Exercise requirements — What is the number of lines below that contain the string "HashMap"? Give it and nothing else.

Data extract —

//! Wire path registry: lookup from `"Src->Dst"` names to connections.
//!
//! Flows reference wires by name. The registry resolves those names and
//! lets flow loading check, eagerly and once, that every referenced name was
//! actually registered for the stage that uses it.
//!
//! # Example
//!
//! ```
//! use datapath_flow::component::Layout;
//! use datapath_flow::wire::{create_default_registry, PipelineStage};
//!
//! let registry = create_default_registry();
//! let conn = registry.resolve("PC->InstructionMemory").unwrap();
//! assert_eq!(conn.stage, PipelineStage::Fetch);
//!
//! let report = registry.validate_stage(PipelineStage::Fetch, &["PC->ALUPC", "PC->Typo"]);
//! assert!(!report.valid);
//! assert_eq!(report.invalid, vec!["PC->Typo".to_string()]);
//!
//! let path = registry.compute("PC->ALUPC", &Layout::standard(1.0)).unwrap();
//! assert!(path.len() >= 2);
//! ```

use serde::{Deserialize, Serialize};
use std::collections::BTreeMap;

use crate::component::Layout;
use crate::types::Point;
use crate::wire::library::standard_connections;
use crate::wire::route::Route;
use crate::wire::{PipelineStage, WireConnection, WireError};

/// Result of checking a list of names against one stage.
#[derive(Clone, Debug, Default, PartialEq, Eq, Serialize, Deserialize)]
pub struct StageValidation {
    pub valid: bool,
    pub invalid: Vec<String>,
}

/// A registry of wire connections keyed by name.
#[derive(Clone, Debug, Default)]
pub struct WirePathRegistry {
    connections: BTreeMap<String, WireConnection>,
}

impl WirePathRegistry {
    /// Creates a new empty registry.
    pub fn new() -> Self {
        Self::default()
    }

    /// Registers a route under `name` for `stage`.
    ///
    /// Registering an existing name replaces the previous connection.
    pub fn register(&mut self, name: impl Into<String>, stage: PipelineStage, route: Route) {
        self.register_connection(WireConnection::new(name, stage, route));
    }

    /// Registers a prebuilt connection.
    pub fn register_connection(&mut self, connection: WireConnection) {
        if let Some(old) = self.connections.insert(connection.name.clone(), connection) {
            tracing::warn!(wire = %old.name, "wire path registered twice, keeping the latest");
        }
    }

    /// Looks up a connection by name.
    pub fn resolve(&self, name: &str) -> Result<&WireConnection, WireError> {
        self.connections
            .get(name)
            .ok_or_else(|| WireError::UnknownPath(name.to_string()))
    }

    /// Resolves `name` and computes its polyline in `layout`.
    pub fn compute(&self, name: &str, layout: &Layout) -> Result<Vec<Point>, WireError> {
        self.resolve(name)?.compute(layout)
    }

    /// Checks that every name is registered for `stage`.
    pub fn validate_stage<S: AsRef<str>>(&self, stage: PipelineStage, names: &[S]) -> StageValidation {
        let invalid: Vec<String> = names
            .iter()
            .map(|name| name.as_ref())
            .filter(|name| {
                self.connections
                    .get(*name)
                    .map_or(true, |conn| conn.stage != stage)
            })
            .map(str::to_string)
            .collect();

        StageValidation {
            valid: invalid.is_empty(),
            invalid,
        }
    }

    /// Names registered for `stage`, in sorted order.
    pub fn names_for_stage(&self, stage: PipelineStage) -> Vec<&str> {
        self.connections
            .values()
            .filter(|conn| conn.stage == stage)
            .map(|conn| conn.name.as_str())
            .collect()
    }

    /// Every registered name, sorted.
    pub fn names(&self) -> Vec<&str> {
        self.connections.keys().map(String::as_str).collect()
    }

    pub fn contains(&self, name: &str) -> bool {
        self.connections.contains_key(name)
    }

    pub fn len(&self) -> usize {
        self.connections.len()
    }

    pub fn is_empty(&self) -> bool {
        self.connections.is_empty()
    }

    /// Iterates over every registered connection, sorted by name.
    pub fn connections(&self) -> impl Iterator<Item = &WireConnection> {
        self.connections.values()
    }

    pub fn unregister(&mut self, name: &str) -> bool {
        self.connections.remove(name).is_some()
    }
}

/// Creates a registry holding the standard datapath wiring.
pub fn create_default_registry() -> WirePathRegistry {
    let mut registry = WirePathRegistry::new();
    for connection in standard_connections() {
        registry.register_connection(connection);
    }
    registry
}
//! Mnemonic → flow lookup.
//!
//! The library is built once at startup. Every flow is validated eagerly
//! against the wire registry; defects are logged and kept for inspection but
//! never stop the engine from loading.
//!
//! # Example
//!
//! ```
//! use datapath_flow::flow::FlowLibrary;
//! use datapath_flow::wire::create_default_registry;
//!
//! let wires = create_default_registry();
//! let library = FlowLibrary::load(&wires);
//! assert!(library.defects().is_empty());
//!
//! let add = library.resolve("add");
//! assert!(!add.fallback);
//! assert_eq!(add.flow.name, "ADD");
//!
//! let unknown = library.resolve("FOO");
//! assert!(unknown.fallback);
//! ```

#[cfg(feature = "parallel")]
use rayon::prelude::*;

use std::collections::HashMap;
use std::sync::Arc;

use crate::flow::templates::InstructionFormat;
use crate::flow::validate::{validate_flow, FlowDefect};
use crate::flow::Flow;
use crate::wire::WirePathRegistry;

/// Mnemonic used when an instruction has no flow of its own.
pub const DEFAULT_MNEMONIC: &str = "ADD";

/// Outcome of looking up a mnemonic.
#[derive(Clone, Debug)]
pub struct FlowResolution {
    pub flow: Arc<Flow>,
    /// True when the mnemonic was unknown and the default flow was used.
    pub fallback: bool,
}

/// Flows keyed by upper-case mnemonic.
#[derive(Clone, Debug)]
pub struct FlowLibrary {
    flows: HashMap<String, Arc<Flow>>,
    default: Arc<Flow>,
    defects: Vec<FlowDefect>,
}

fn validate_all(flows: &[Flow], wires: &WirePathRegistry) -> Vec<FlowDefect> {
    #[cfg(feature = "parallel")]
    let defects: Vec<FlowDefect> = flows
        .par_iter()
        .flat_map_iter(|flow| validate_flow(flow, wires))
        .collect();

    #[cfg(not(feature = "parallel"))]
    let defects: Vec<FlowDefect> = flows
        .iter()
        .flat_map(|flow| validate_flow(flow, wires))
        .collect();

    defects
}

impl FlowLibrary {
    /// Instantiates the template of every supported mnemonic and validates
    /// the result against `wires`.
    pub fn load(wires: &WirePathRegistry) -> Self {
        let flows: Vec<Flow> = InstructionFormat::ALL
            .into_iter()
            .flat_map(|format| format.mnemonics().iter().map(move |m| format.flow(*m)))
            .collect();

        let defects = validate_all(&flows, wires);
        for defect in &defects {
            tracing::warn!(%defect, "flow definition defect");
        }

        let flows: HashMap<String, Arc<Flow>> = flows
            .into_iter()
            .map(|flow| (flow.name.clone(), Arc::new(flow)))
            .collect();
        let default = flows
            .get(DEFAULT_MNEMONIC)
            .cloned()
            .unwrap_or_else(|| Arc::new(InstructionFormat::R.flow(DEFAULT_MNEMONIC)));

        tracing::info!(
            flows = flows.len(),
            defects = defects.len(),
            "flow library loaded"
        );

        Self {
            flows,
            default,
            defects,
        }
    }

    /// Adds or replaces the flow for `mnemonic`, returning its defects.
    pub fn insert(&mut self, mnemonic: &str, flow: Flow, wires: &WirePathRegistry) -> Vec<FlowDefect> {
        let found = validate_flow(&flow, wires);
        for defect in &found {
            tracing::warn!(%defect, "flow definition defect");
        }
        self.defects.extend(found.iter().cloned());
        self.flows
            .insert(mnemonic.trim().to_ascii_uppercase(), Arc::new(flow));
        found
    }

    /// Looks up the flow for `mnemonic`, case-insensitively.
    ///
    /// Unknown mnemonics resolve to the default R-format flow with a warning.
    pub fn resolve(&self, mnemonic: &str) -> FlowResolution {
        let key = mnemonic.trim().to_ascii_uppercase();
        match self.flows.get(&key) {
            Some(flow) => FlowResolution {
                flow: Arc::clone(flow),
                fallback: false,
            },
            None => {
                tracing::warn!(
                    mnemonic = %mnemonic,
                    fallback = %self.default.name,
                    "no flow for instruction, using default"
                );
                FlowResolution {
                    flow: Arc::clone(&self.default),
                    fallback: true,
                }
            }
        }
    }

    pub fn contains(&self, mnemonic: &str) -> bool {
        self.flows.contains_key(&mnemonic.trim().to_ascii_uppercase())
    }

    /// Every defect found while loading or inserting flows.
    pub fn defects(&self) -> &[FlowDefect] {
        &self.defects
    }

    /// Registered mnemonics, sorted.
    pub fn mnemonics(&self) -> Vec<&str> {
        let mut names: Vec<&str> = self.flows.keys().map(String::as_str).collect();
        names.sort_unstable();
        names
    }

    pub fn len(&self) -> usize {
        self.flows.len()
    }

    pub fn is_empty(&self) -> bool {
        self.flows.is_empty()
    }
}
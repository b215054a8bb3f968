//! Instruction flow definitions.
//!
//! A [`Flow`] is the ordered list of [`Stage`]s animated for one instruction
//! (or instruction class). Each stage lists the tokens alive at its start,
//! an ordered list of timed [`Operation`]s, and the tokens alive at its end.
//! The initial and final token sets are contracts: [`validate`] replays every
//! stage at load time and reports any [`FlowDefect`].
//!
//! Flows are data. [`templates`] instantiates one template per instruction
//! format and [`library::FlowLibrary`] maps mnemonics onto them.

pub mod builder;
pub mod library;
pub mod templates;
pub mod validate;

use serde::{Deserialize, Serialize};

use crate::token::DataType;
use crate::types::{ComponentId, Millis, TokenId};
use crate::wire::PipelineStage;

pub use builder::StageBuilder;
pub use library::{FlowLibrary, FlowResolution};
pub use templates::InstructionFormat;
pub use validate::{validate_flow, DefectKind, FlowDefect};

/// The four primitive token operations.
#[derive(Clone, Copy, Debug, PartialEq, Eq, Hash, Serialize, Deserialize)]
#[serde(rename_all = "lowercase")]
pub enum OperationKind {
    /// Relocates one token along a wire; the token keeps its id.
    Move,
    /// Consumes at most one token and produces one token per result.
    Split,
    /// Consumes one token and produces one token at the same component.
    Transform,
    /// Consumes every source and produces one token at the target.
    Merge,
}

/// Description of a token produced by an operation.
#[derive(Clone, Debug, PartialEq, Serialize, Deserialize)]
pub struct TokenSpec {
    pub id: TokenId,
    /// Label template, resolved against the CPU state when the token is created.
    pub value: String,
    pub data_type: DataType,
    /// Wire the new token travels along right after creation (split results).
    #[serde(default)]
    pub wire: Option<String>,
}

impl TokenSpec {
    pub fn new(id: impl Into<TokenId>, value: impl Into<String>, data_type: DataType) -> Self {
        Self {
            id: id.into(),
            value: value.into(),
            data_type,
            wire: None,
        }
    }

    /// Sends the token along `wire` as soon as it is created.
    pub fn via(mut self, wire: impl Into<String>) -> Self {
        self.wire = Some(wire.into());
        self
    }
}

/// One timed action within a stage.
#[derive(Clone, Debug, PartialEq, Serialize, Deserialize)]
pub struct Operation {
    pub kind: OperationKind,
    /// Offset from stage start.
    pub timing: Millis,
    #[serde(default)]
    pub source_ids: Vec<TokenId>,
    pub target_component: ComponentId,
    /// Wire used by a `move`.
    #[serde(default)]
    pub wire: Option<String>,
    #[serde(default)]
    pub results: Vec<TokenSpec>,
    /// Overrides the configured travel time for tokens this operation sends.
    #[serde(default)]
    pub travel_ms: Option<Millis>,
}

impl Operation {
    /// Token ids this operation removes from the live set.
    pub fn consumed_ids(&self) -> &[TokenId] {
        match self.kind {
            OperationKind::Move => &[],
            _ => &self.source_ids,
        }
    }

    /// Token ids this operation adds to the live set.
    pub fn produced_ids(&self) -> impl Iterator<Item = &TokenId> {
        self.results.iter().map(|spec| &spec.id)
    }

    /// Every wire this operation references, its own and its results'.
    pub fn wire_names(&self) -> impl Iterator<Item = &str> {
        self.wire
            .iter()
            .chain(self.results.iter().filter_map(|spec| spec.wire.as_ref()))
            .map(String::as_str)
    }
}

/// One pipeline phase of an instruction's animation.
#[derive(Clone, Debug, PartialEq, Serialize, Deserialize)]
pub struct Stage {
    pub name: String,
    pub kind: PipelineStage,
    pub duration: Millis,
    pub initial_circles: Vec<TokenId>,
    pub operations: Vec<Operation>,
    pub final_circles: Vec<TokenId>,
    /// Whether several tokens travel at once during this stage.
    #[serde(default)]
    pub simultaneous_flows: bool,
}

impl Stage {
    /// Operation indices in firing order: ascending timing, ties in array order.
    pub fn firing_order(&self) -> Vec<usize> {
        let mut order: Vec<usize> = (0..self.operations.len()).collect();
        order.sort_by_key(|&i| self.operations[i].timing);
        order
    }
}

/// The complete ordered stage sequence for one instruction.
#[derive(Clone, Debug, PartialEq, Serialize, Deserialize)]
pub struct Flow {
    pub name: String,
    pub stages: Vec<Stage>,
}

impl Flow {
    pub fn new(name: impl Into<String>, stages: Vec<Stage>) -> Self {
        Self {
            name: name.into(),
            stages,
        }
    }

    /// Sum of every stage duration, before speed scaling.
    pub fn total_duration(&self) -> Millis {
        self.stages.iter().map(|s| s.duration).sum()
    }

    pub fn stage(&self, kind: PipelineStage) -> Option<&Stage> {
        self.stages.iter().find(|s| s.kind == kind)
    }
}

/// Returns the destination component of a `"Src->Dst"` wire name.
pub fn wire_destination(name: &str) -> &str {
    name.rsplit_once("->").map_or(name, |(_, dst)| dst)
}

#[cfg(test)]
mod tests {
    use super::*;

    fn op(kind: OperationKind, timing: Millis) -> Operation {
        Operation {
            kind,
            timing,
            source_ids: vec!["a".to_string()],
            target_component: "X".to_string(),
            wire: None,
            results: vec![TokenSpec::new("b", "v", DataType::Flag).via("X->Y")],
            travel_ms: None,
        }
    }

    #[test]
    fn test_firing_order_is_stable() {
        let stage = Stage {
            name: "s".to_string(),
            kind: PipelineStage::Execute,
            duration: 100,
            initial_circles: vec![],
            operations: vec![
                op(OperationKind::Split, 50),
                op(OperationKind::Merge, 0),
                op(OperationKind::Transform, 50),
                op(OperationKind::Move, 0),
            ],
            final_circles: vec![],
            simultaneous_flows: false,
        };
        assert_eq!(stage.firing_order(), vec![1, 3, 0, 2]);
    }

    #[test]
    fn test_move_consumes_nothing() {
        assert!(op(OperationKind::Move, 0).consumed_ids().is_empty());
        assert_eq!(op(OperationKind::Merge, 0).consumed_ids(), &["a".to_string()]);
    }

    #[test]
    fn test_wire_names() {
        let mut operation = op(OperationKind::Split, 0);
        operation.wire = Some("A->X".to_string());
        let names: Vec<_> = operation.wire_names().collect();
        assert_eq!(names, vec!["A->X", "X->Y"]);
    }

    #[test]
    fn test_wire_destination() {
        assert_eq!(wire_destination("ALUMain->DataMemory"), "DataMemory");
        assert_eq!(wire_destination("Nothing"), "Nothing");
    }
}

Exercise solution — 3